Records drawn from a dataset
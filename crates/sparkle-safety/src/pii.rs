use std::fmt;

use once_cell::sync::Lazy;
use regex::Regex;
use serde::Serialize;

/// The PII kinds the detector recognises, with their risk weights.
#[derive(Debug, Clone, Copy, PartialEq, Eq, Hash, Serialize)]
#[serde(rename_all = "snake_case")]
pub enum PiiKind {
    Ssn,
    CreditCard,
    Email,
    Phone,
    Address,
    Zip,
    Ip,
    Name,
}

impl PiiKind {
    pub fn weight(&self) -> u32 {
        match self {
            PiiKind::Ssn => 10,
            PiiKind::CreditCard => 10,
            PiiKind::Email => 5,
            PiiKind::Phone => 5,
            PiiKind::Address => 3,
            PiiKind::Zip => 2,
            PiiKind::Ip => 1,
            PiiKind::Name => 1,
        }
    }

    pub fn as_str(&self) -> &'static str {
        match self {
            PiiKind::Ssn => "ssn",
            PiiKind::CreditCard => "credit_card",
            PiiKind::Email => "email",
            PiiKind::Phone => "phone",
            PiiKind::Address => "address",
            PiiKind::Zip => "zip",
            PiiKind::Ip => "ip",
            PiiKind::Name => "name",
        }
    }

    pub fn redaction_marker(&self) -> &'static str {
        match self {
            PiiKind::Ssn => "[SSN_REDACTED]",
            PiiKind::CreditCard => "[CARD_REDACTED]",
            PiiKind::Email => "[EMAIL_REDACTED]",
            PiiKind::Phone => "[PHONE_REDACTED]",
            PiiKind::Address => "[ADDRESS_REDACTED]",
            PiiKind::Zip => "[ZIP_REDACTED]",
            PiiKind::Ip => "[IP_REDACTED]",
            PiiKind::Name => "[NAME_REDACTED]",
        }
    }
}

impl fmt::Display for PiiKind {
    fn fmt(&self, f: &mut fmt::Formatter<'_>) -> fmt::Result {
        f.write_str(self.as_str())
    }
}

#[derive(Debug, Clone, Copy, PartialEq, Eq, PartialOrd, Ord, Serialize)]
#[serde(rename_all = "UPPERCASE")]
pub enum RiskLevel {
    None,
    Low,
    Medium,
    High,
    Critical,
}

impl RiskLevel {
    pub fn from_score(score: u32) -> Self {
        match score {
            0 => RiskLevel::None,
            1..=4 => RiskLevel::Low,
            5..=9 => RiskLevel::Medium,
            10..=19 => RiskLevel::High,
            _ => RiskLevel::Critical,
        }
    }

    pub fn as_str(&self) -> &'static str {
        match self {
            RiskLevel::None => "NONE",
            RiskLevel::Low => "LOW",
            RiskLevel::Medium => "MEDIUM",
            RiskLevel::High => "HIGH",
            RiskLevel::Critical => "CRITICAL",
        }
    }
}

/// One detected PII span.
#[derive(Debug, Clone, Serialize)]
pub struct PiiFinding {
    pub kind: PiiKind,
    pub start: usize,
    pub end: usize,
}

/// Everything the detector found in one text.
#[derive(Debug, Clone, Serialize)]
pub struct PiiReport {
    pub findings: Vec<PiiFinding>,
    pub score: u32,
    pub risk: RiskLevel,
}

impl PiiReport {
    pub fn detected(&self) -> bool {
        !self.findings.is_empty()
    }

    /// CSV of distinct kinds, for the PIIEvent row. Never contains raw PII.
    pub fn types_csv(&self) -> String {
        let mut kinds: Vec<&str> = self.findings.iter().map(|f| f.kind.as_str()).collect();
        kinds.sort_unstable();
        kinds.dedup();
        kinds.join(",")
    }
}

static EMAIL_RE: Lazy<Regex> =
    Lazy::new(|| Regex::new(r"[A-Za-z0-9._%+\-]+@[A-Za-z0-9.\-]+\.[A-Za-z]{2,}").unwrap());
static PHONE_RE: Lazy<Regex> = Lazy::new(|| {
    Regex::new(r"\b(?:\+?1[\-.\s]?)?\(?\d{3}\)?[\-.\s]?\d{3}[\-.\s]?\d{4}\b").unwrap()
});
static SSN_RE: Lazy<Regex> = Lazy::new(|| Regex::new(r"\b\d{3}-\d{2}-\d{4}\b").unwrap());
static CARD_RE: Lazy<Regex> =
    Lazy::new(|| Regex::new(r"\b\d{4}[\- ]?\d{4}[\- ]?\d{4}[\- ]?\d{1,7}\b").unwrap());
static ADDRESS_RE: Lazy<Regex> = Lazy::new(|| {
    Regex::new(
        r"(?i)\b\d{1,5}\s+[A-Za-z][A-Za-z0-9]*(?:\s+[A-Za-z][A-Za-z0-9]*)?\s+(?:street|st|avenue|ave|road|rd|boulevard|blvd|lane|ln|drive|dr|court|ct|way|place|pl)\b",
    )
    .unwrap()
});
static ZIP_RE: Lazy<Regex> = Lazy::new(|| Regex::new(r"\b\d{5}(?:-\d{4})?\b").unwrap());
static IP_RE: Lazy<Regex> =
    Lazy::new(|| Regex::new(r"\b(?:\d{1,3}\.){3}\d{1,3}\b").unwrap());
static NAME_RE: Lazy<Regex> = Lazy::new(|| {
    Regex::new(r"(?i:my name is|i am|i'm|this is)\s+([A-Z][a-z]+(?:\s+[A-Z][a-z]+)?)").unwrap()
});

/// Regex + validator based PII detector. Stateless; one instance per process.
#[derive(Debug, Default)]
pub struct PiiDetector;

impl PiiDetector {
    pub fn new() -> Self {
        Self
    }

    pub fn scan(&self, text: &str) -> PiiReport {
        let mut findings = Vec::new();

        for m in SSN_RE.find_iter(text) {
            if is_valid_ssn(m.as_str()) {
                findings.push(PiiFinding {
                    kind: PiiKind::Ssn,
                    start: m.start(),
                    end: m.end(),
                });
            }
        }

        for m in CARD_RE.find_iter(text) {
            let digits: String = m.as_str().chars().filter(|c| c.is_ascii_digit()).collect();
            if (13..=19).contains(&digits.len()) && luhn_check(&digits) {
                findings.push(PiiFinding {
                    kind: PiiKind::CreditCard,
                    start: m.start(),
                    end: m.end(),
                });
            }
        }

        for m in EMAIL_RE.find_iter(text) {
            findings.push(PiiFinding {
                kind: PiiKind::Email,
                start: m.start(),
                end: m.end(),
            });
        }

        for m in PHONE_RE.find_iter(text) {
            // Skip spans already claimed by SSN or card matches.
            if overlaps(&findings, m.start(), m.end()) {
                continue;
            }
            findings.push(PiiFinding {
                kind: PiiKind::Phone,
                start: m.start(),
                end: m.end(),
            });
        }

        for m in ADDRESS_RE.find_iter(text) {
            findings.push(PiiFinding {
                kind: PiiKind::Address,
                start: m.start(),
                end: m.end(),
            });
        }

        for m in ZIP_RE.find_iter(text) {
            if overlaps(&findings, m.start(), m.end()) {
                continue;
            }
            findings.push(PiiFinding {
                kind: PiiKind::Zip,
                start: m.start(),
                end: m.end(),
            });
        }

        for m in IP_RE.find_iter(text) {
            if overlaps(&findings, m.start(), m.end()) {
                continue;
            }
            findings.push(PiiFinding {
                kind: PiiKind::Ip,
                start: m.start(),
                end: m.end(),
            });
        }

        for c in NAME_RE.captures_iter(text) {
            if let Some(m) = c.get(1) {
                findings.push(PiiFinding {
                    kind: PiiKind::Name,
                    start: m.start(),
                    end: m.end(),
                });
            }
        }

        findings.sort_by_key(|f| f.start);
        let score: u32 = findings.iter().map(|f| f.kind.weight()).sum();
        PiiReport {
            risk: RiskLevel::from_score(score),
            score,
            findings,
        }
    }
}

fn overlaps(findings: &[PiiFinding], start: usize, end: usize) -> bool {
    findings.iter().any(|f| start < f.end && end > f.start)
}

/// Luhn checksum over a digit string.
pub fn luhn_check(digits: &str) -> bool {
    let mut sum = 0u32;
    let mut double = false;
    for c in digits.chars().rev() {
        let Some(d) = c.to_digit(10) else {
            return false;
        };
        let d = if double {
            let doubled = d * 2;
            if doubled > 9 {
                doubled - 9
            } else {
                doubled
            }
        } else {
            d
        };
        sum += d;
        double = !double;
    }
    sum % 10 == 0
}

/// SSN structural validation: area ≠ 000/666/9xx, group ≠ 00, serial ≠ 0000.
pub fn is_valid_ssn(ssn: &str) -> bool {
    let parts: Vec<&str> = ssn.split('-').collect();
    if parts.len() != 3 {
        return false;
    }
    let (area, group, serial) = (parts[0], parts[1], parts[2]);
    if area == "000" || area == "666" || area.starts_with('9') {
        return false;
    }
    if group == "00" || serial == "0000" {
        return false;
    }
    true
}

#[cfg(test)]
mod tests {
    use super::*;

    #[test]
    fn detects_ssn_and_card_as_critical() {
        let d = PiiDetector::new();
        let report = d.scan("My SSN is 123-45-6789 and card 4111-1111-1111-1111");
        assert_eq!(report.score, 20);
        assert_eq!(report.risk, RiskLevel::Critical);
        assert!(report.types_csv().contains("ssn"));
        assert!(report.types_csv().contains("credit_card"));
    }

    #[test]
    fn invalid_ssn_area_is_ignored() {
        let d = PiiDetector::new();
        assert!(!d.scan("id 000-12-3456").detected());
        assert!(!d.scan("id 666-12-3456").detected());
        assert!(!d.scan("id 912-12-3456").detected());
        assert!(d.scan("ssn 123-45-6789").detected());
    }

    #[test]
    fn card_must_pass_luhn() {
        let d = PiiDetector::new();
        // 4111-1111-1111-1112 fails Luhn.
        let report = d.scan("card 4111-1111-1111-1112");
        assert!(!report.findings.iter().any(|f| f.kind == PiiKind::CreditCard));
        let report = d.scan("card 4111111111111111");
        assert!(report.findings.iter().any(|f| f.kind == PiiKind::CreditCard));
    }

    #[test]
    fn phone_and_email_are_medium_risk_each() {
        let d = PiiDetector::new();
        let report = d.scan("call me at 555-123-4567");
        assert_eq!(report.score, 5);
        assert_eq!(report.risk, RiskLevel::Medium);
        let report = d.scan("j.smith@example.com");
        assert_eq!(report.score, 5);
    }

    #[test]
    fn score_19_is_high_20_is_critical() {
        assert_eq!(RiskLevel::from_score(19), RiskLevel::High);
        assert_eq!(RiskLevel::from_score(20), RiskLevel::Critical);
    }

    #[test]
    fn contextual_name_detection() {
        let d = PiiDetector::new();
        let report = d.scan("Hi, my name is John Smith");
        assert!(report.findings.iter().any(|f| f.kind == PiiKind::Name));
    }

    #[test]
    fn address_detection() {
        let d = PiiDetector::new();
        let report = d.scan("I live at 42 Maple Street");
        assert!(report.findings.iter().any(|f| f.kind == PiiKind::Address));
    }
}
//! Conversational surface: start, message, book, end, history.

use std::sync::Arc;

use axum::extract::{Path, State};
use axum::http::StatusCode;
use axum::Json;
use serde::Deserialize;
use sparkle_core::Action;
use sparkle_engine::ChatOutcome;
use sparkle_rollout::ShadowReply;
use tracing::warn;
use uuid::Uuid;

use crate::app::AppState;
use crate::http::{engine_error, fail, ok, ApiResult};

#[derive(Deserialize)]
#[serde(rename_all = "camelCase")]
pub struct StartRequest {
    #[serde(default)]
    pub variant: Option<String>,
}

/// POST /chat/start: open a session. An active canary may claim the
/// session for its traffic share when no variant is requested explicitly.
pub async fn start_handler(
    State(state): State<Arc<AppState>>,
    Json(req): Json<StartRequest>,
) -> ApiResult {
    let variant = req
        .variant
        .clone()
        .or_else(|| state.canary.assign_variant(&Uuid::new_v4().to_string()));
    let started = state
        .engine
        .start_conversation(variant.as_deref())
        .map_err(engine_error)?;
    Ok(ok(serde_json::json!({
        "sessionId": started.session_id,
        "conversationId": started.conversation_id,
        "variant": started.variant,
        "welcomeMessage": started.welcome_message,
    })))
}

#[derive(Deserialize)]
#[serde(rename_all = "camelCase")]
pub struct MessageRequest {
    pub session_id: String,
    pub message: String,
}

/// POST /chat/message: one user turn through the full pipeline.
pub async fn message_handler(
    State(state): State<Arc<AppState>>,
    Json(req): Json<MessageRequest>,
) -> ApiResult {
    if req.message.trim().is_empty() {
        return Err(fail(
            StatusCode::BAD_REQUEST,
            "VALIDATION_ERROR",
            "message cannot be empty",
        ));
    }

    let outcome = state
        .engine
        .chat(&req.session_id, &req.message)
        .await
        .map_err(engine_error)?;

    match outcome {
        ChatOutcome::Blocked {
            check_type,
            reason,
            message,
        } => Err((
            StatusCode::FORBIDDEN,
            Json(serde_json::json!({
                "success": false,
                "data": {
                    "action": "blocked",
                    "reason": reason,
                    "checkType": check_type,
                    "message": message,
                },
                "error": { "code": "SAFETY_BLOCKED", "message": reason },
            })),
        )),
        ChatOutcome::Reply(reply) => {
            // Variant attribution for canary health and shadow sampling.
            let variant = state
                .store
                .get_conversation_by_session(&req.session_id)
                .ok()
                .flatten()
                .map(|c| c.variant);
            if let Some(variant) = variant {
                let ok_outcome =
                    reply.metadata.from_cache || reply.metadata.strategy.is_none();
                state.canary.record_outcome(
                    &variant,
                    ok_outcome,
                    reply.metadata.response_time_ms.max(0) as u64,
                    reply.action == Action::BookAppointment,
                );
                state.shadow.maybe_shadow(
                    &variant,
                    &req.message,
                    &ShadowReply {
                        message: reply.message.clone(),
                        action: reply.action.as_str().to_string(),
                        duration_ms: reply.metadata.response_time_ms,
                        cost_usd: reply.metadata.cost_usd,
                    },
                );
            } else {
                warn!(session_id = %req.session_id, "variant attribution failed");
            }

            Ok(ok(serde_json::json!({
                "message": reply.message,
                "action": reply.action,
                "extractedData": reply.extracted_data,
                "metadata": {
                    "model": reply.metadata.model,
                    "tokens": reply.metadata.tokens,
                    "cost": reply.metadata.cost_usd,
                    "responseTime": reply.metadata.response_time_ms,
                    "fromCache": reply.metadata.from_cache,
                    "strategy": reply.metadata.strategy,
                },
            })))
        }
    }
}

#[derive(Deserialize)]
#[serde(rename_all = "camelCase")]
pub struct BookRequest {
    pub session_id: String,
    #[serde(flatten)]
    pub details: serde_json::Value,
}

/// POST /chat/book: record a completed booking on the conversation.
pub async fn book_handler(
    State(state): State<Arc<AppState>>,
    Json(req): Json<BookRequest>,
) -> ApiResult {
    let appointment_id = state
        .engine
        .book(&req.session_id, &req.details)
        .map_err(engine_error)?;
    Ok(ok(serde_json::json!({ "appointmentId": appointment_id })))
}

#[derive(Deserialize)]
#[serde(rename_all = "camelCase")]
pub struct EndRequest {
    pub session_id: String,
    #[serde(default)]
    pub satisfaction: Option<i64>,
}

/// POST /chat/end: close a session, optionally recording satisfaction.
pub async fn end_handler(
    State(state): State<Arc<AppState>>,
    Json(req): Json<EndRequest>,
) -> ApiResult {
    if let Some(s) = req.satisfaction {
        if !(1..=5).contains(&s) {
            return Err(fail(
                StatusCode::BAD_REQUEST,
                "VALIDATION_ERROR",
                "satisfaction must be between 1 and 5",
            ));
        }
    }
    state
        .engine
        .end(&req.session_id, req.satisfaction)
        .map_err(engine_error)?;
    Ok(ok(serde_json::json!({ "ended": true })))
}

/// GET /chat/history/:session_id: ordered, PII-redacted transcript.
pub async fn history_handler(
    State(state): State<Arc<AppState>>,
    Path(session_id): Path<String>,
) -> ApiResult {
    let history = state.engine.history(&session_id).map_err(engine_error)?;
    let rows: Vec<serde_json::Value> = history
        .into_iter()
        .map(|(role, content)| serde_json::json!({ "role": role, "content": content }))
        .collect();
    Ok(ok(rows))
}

[Problem to work on]: Find how many lines contain "warn" in the data. Write that number and nothing else.

[Result below]: 2